An app definition package specifies the docker image ("dockerimage") and the functions ("commands") that are defined:

{
    "dockerimage" : "skyport/bowtie2:2.1.0",
    "commands"  : {
        ... app definitions ...
    }
}

"dockerimage"

The "dockerimage" field identifies the docker image stored in the Shock server that contains all tools. Please see ... for documentation on how to store docker images in Shock. The "dockerimage" identifier is used by the AWE workers to download docker images from Shock. It has to have the format "REPO/NAME:VERSIONTAG". "REPO" could be something like a user name, "NAME" should be a tool or package name and "VERSIONTAG" a version number preferably using the version string format specified at the end of this document. VERSIONTAG can either be a specific version number or the keyword "latest", for example, "skyport/bowtie2:latest". In that case the AWE worker will try to find the image with the highest version number. Using the "latest" keyword is convenient, e.g. for development, but is potentially less stable and does not guarantee reproducibility. For production workflow app definitions it is recommended to use a specific version string for the docker image.

App defintions

Each app definition under "commands" specifies inputs, outputs and the actual command line needed to invoke the tool. The field "variables" provides an optional mechanism to define variables to be used in the command line or in output file names.

Inputs

"input" : [
    { 
    "type"	    : "file",
    "name"	    : "INPUT-FILE"
    },
    {
    "type"	    : "file",
    "name"	    : "INPUT-PARAMETER"
    },
    { 
    "type"	    : "string",
    "name"	    : "IDENTITY",
    "default_value" : "97",
    "description"   : "percent identity"
    },
    { 
    "type"	    : "string",
    "name"	    : "OUTPUT-DIR",
    "default_value" : "ucr",
    "description"   : "output directory"
    }
],

For complete example see here

Input is an array of "input resources". Each input resource has a type and a name. Other keys such as "default_value" and "description" are optional. Supported types currently are "file", "string" and "list". Type "file" refers to files in Shock and "string" are normal string arguments. Numeric arguments would currently also be specified as a string. The "list" type specifies a list of input resources, that allows an app function to accept a variable number of input files.
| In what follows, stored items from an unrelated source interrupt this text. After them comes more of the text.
//! Application state - Dependency injection container.

use std::sync::Arc;

use crate::config::Config;
use crate::infra::Storage;
use crate::services::{AuthService, OrderService, ProductService, ServiceContainer, Services};

use super::session_cookie::SessionCookies;

/// Application state shared by every handler.
#[derive(Clone)]
pub struct AppState {
    /// Authentication and sessions
    pub auth_service: Arc<dyn AuthService>,
    /// Product catalog
    pub product_service: Arc<dyn ProductService>,
    /// Order workflow
    pub order_service: Arc<dyn OrderService>,
    /// Storage backend, for health checks
    pub storage: Arc<dyn Storage>,
    /// Session cookie attributes
    pub cookies: SessionCookies,
}

impl AppState {
    /// Build state with the default services over `storage`.
    pub fn from_config(storage: Arc<dyn Storage>, config: &Config) -> Self {
        let container = Services::from_storage(storage, config);
        Self::from_container(&container, SessionCookies::from_config(config))
    }

    /// Build state from any service container (real or mocked).
    pub fn from_container(container: &dyn ServiceContainer, cookies: SessionCookies) -> Self {
        Self {
            auth_service: container.auth(),
            product_service: container.products(),
            order_service: container.orders(),
            storage: container.storage(),
            cookies,
        }
    }
}
//! Fixed-point money helpers.
//!
//! Amounts are `rust_decimal::Decimal` with two decimal places. On the wire
//! they are written as strings (`"45.00"`); inbound JSON may use either a
//! number or a string.

use rust_decimal::{Decimal, RoundingStrategy};
use serde::{Deserialize, Deserializer, Serializer};

use crate::config::{MAX_AMOUNT_CENTS, MONEY_SCALE};

/// Round to two places and pin the scale so `45` renders as `45.00`.
pub fn normalize(value: Decimal) -> Decimal {
    let mut rounded =
        value.round_dp_with_strategy(MONEY_SCALE, RoundingStrategy::MidpointAwayFromZero);
    rounded.rescale(MONEY_SCALE);
    rounded
}

/// Largest amount the money columns can store.
pub fn max_amount() -> Decimal {
    Decimal::new(MAX_AMOUNT_CENTS, MONEY_SCALE)
}

pub fn in_range(value: &Decimal) -> bool {
    *value <= max_amount()
}

/// `price × quantity`, normalized. `None` if the product overflows.
pub fn line_total(price: Decimal, quantity: i32) -> Option<Decimal> {
    price.checked_mul(Decimal::from(quantity)).map(normalize)
}

pub fn serialize<S>(value: &Decimal, serializer: S) -> Result<S::Ok, S::Error>
where
    S: Serializer,
{
    serializer.serialize_str(&normalize(*value).to_string())
}

pub fn deserialize<'de, D>(deserializer: D) -> Result<Decimal, D::Error>
where
    D: Deserializer<'de>,
{
    <Decimal as Deserialize>::deserialize(deserializer).map(normalize)
}
//! Service Container - Centralized service access.
//!
//! Handlers depend on the service traits, never on concrete types, so the
//! container can be swapped for a mock in tests.

use std::sync::Arc;

use super::{
    AuthService, Authenticator, Catalog, OrderDesk, OrderService, ProductService,
};
use crate::config::Config;
use crate::infra::Storage;
use crate::notifications::{EmailNotifier, Notifier};

#[cfg(any(test, feature = "test-utils"))]
use mockall::automock;

/// Service container trait for dependency injection.
#[cfg_attr(any(test, feature = "test-utils"), automock)]
pub trait ServiceContainer: Send + Sync {
    /// Get authentication service
    fn auth(&self) -> Arc<dyn AuthService>;

    /// Get product catalog service
    fn products(&self) -> Arc<dyn ProductService>;

    /// Get order workflow service
    fn orders(&self) -> Arc<dyn OrderService>;

    /// Storage backing the services, for health checks
    fn storage(&self) -> Arc<dyn Storage>;
}

/// Concrete implementation of ServiceContainer
pub struct Services {
    auth_service: Arc<dyn AuthService>,
    product_service: Arc<dyn ProductService>,
    order_service: Arc<dyn OrderService>,
    storage: Arc<dyn Storage>,
}

impl Services {
    /// Create a new service container with all services initialized
    pub fn new(
        auth_service: Arc<dyn AuthService>,
        product_service: Arc<dyn ProductService>,
        order_service: Arc<dyn OrderService>,
        storage: Arc<dyn Storage>,
    ) -> Self {
        Self {
            auth_service,
            product_service,
            order_service,
            storage,
        }
    }

    /// Wire the default implementations over one storage backend.
    pub fn from_storage(storage: Arc<dyn Storage>, config: &Config) -> Self {
        let notifier: Arc<dyn Notifier> = Arc::new(EmailNotifier::from_config(config));

        Self {
            auth_service: Arc::new(Authenticator::new(storage.clone(), config.session_ttl())),
            product_service: Arc::new(Catalog::new(storage.clone())),
            order_service: Arc::new(OrderDesk::new(storage.clone(), notifier)),
            storage,
        }
    }
}

impl ServiceContainer for Services {
    fn auth(&self) -> Arc<dyn AuthService> {
        self.auth_service.clone()
    }

    fn products(&self) -> Arc<dyn ProductService> {
        self.product_service.clone()
    }

    fn orders(&self) -> Arc<dyn OrderService> {
        self.order_service.clone()
    }

    fn storage(&self) -> Arc<dyn Storage> {
        self.storage.clone()
    }
}
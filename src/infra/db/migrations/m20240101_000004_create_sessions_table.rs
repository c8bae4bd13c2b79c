//! Migration: Create sessions table.

use sea_orm_migration::prelude::*;

#[derive(DeriveMigrationName)]
pub struct Migration;

#[async_trait::async_trait]
impl MigrationTrait for Migration {
    async fn up(&self, manager: &SchemaManager) -> Result<(), DbErr> {
        manager
            .create_table(
                Table::create()
                    .table(Sessions::Table)
                    .if_not_exists()
                    .col(
                        ColumnDef::new(Sessions::Id)
                            .string()
                            .not_null()
                            .primary_key(),
                    )
                    .col(ColumnDef::new(Sessions::UserId).integer().not_null())
                    .col(
                        ColumnDef::new(Sessions::CreatedAt)
                            .timestamp_with_time_zone()
                            .not_null(),
                    )
                    .col(
                        ColumnDef::new(Sessions::ExpiresAt)
                            .timestamp_with_time_zone()
                            .not_null(),
                    )
                    .foreign_key(
                        ForeignKey::create()
                            .name("fk_sessions_user_id")
                            .from(Sessions::Table, Sessions::UserId)
                            .to(Users::Table, Users::Id)
                            .on_delete(ForeignKeyAction::Cascade),
                    )
                    .to_owned(),
            )
            .await?;

        // Expired-session purges scan by expiry
        manager
            .create_index(
                Index::create()
                    .name("idx_sessions_expires_at")
                    .table(Sessions::Table)
                    .col(Sessions::ExpiresAt)
                    .to_owned(),
            )
            .await
    }

    async fn down(&self, manager: &SchemaManager) -> Result<(), DbErr> {
        manager
            .drop_table(Table::drop().table(Sessions::Table).to_owned())
            .await
    }
}

#[derive(Iden)]
enum Sessions {
    Table,
    Id,
    UserId,
    CreatedAt,
    ExpiresAt,
}

#[derive(Iden)]
enum Users {
    Table,
    Id,
}
//! Order database entity for SeaORM.
//!
//! `items` holds the serialized line-item snapshots.

use sea_orm::entity::prelude::*;

use crate::domain::{money, Order, OrderItem, OrderStatus};
use crate::errors::AppError;

#[derive(Clone, Debug, PartialEq, DeriveEntityModel)]
#[sea_orm(table_name = "orders")]
pub struct Model {
    #[sea_orm(primary_key)]
    pub id: i32,
    pub user_id: Option<i32>,
    pub customer_name: String,
    pub customer_email: String,
    pub customer_phone: String,
    #[sea_orm(column_type = "Text")]
    pub delivery_address: String,
    pub delivery_city: String,
    pub delivery_pincode: String,
    #[sea_orm(column_type = "Decimal(Some((10, 2)))")]
    pub total_amount: Decimal,
    pub status: String,
    #[sea_orm(column_type = "JsonBinary")]
    pub items: Json,
    pub created_at: DateTimeUtc,
    pub email_notified: bool,
}

#[derive(Copy, Clone, Debug, EnumIter, DeriveRelation)]
pub enum Relation {}

impl ActiveModelBehavior for ActiveModel {}

/// A corrupt status or items blob surfaces as an internal error.
impl TryFrom<Model> for Order {
    type Error = AppError;

    fn try_from(model: Model) -> Result<Self, Self::Error> {
        let status: OrderStatus = model.status.parse().map_err(|_| {
            AppError::internal(format!(
                "order {} has unknown status '{}'",
                model.id, model.status
            ))
        })?;
        let items: Vec<OrderItem> = serde_json::from_value(model.items).map_err(|e| {
            AppError::internal(format!("order {} has malformed items: {}", model.id, e))
        })?;

        Ok(Order {
            id: model.id,
            user_id: model.user_id,
            customer_name: model.customer_name,
            customer_email: model.customer_email,
            customer_phone: model.customer_phone,
            delivery_address: model.delivery_address,
            delivery_city: model.delivery_city,
            delivery_pincode: model.delivery_pincode,
            total_amount: money::normalize(model.total_amount),
            status,
            items,
            created_at: model.created_at,
            email_notified: model.email_notified,
        })
    }
}
//! User database entity for SeaORM.

use sea_orm::entity::prelude::*;

use crate::domain::{User, UserRole};

#[derive(Clone, Debug, PartialEq, Eq, DeriveEntityModel)]
#[sea_orm(table_name = "users")]
pub struct Model {
    #[sea_orm(primary_key)]
    pub id: i32,
    #[sea_orm(unique)]
    pub username: String,
    pub password_hash: String,
    pub email: String,
    pub role: String,
    pub created_at: DateTimeUtc,
}

#[derive(Copy, Clone, Debug, EnumIter, DeriveRelation)]
pub enum Relation {}

impl ActiveModelBehavior for ActiveModel {}

/// Convert database model to domain entity
impl From<Model> for User {
    fn from(model: Model) -> Self {
        User {
            id: model.id,
            username: model.username,
            password_hash: model.password_hash,
            email: model.email,
            role: UserRole::from(model.role.as_str()),
            created_at: model.created_at,
        }
    }
}
//! Session database entity for SeaORM.

use sea_orm::entity::prelude::*;

use crate::domain::Session;

#[derive(Clone, Debug, PartialEq, Eq, DeriveEntityModel)]
#[sea_orm(table_name = "sessions")]
pub struct Model {
    #[sea_orm(primary_key, auto_increment = false)]
    pub id: String,
    pub user_id: i32,
    pub created_at: DateTimeUtc,
    pub expires_at: DateTimeUtc,
}

#[derive(Copy, Clone, Debug, EnumIter, DeriveRelation)]
pub enum Relation {}

impl ActiveModelBehavior for ActiveModel {}

impl From<Model> for Session {
    fn from(model: Model) -> Self {
        Session {
            id: model.id,
            user_id: model.user_id,
            created_at: model.created_at,
            expires_at: model.expires_at,
        }
    }
}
Elements of a list are input resources, but cannot be a list type themselves.

{
    "type"	: "list",
    "name"	: "index_files",
    "description" : "this are the bowtie index files .bt2"
}

Example of a resource input of type list. Complete example

Each input resource creates variables that can be used like Shell environment variables. For example, the first input resource with the name "INPUT-FILE", generates the variable "${INPUT-FILE}" that evaluates to the local filesystem filename. In addition, appending suffixes .host, .node and .url to the variable name generates shock host URL, shock node identifier and the complete URL of the input resource. (Example: ${INPUT-FILE.host} gives URL of Shock server)

Files that are passed as an argument to an app are stored on the local filesystem of the AWE worker using the filename specified in the Shock node. This can be overwritten with "filename":

{ 
    "type"     : "file",
    "name"     : "INPUT-FILE",
    "filename" : "fixed.dat"
}

Variables

Default variables:

${NumCPU}    Number of cores on machine
${datatoken} Shock authentication token (useful in combination with ".node")
${arguments} Uses all resources to automatically create --name=value  (in development)

Function variable:

${remove_extension:FILENAME}   Removes extension (suffix) including the dot. Will remove only one dot.
Example A: ${remove_extension:helloworld.txt}   Produces "helloworld"
Example B: ${remove_extension:${INPUT}}.fasta   Remove any existing suffix and append ".fasta" 

Typical use case of "remove_extension" is the generation of output filenames that have the same prefix as the input filename. Two file extension can be removed with ${remove_extension:${remove_extension:FILENAME}}. If filename has no extension left, filename will not be changed.

Variable definition:

Variables can be defined in an array of collections of key/value pairs. The outer array ensures evaluation of variables in a specific order if needed. The inner collection does not guarantee a specific order.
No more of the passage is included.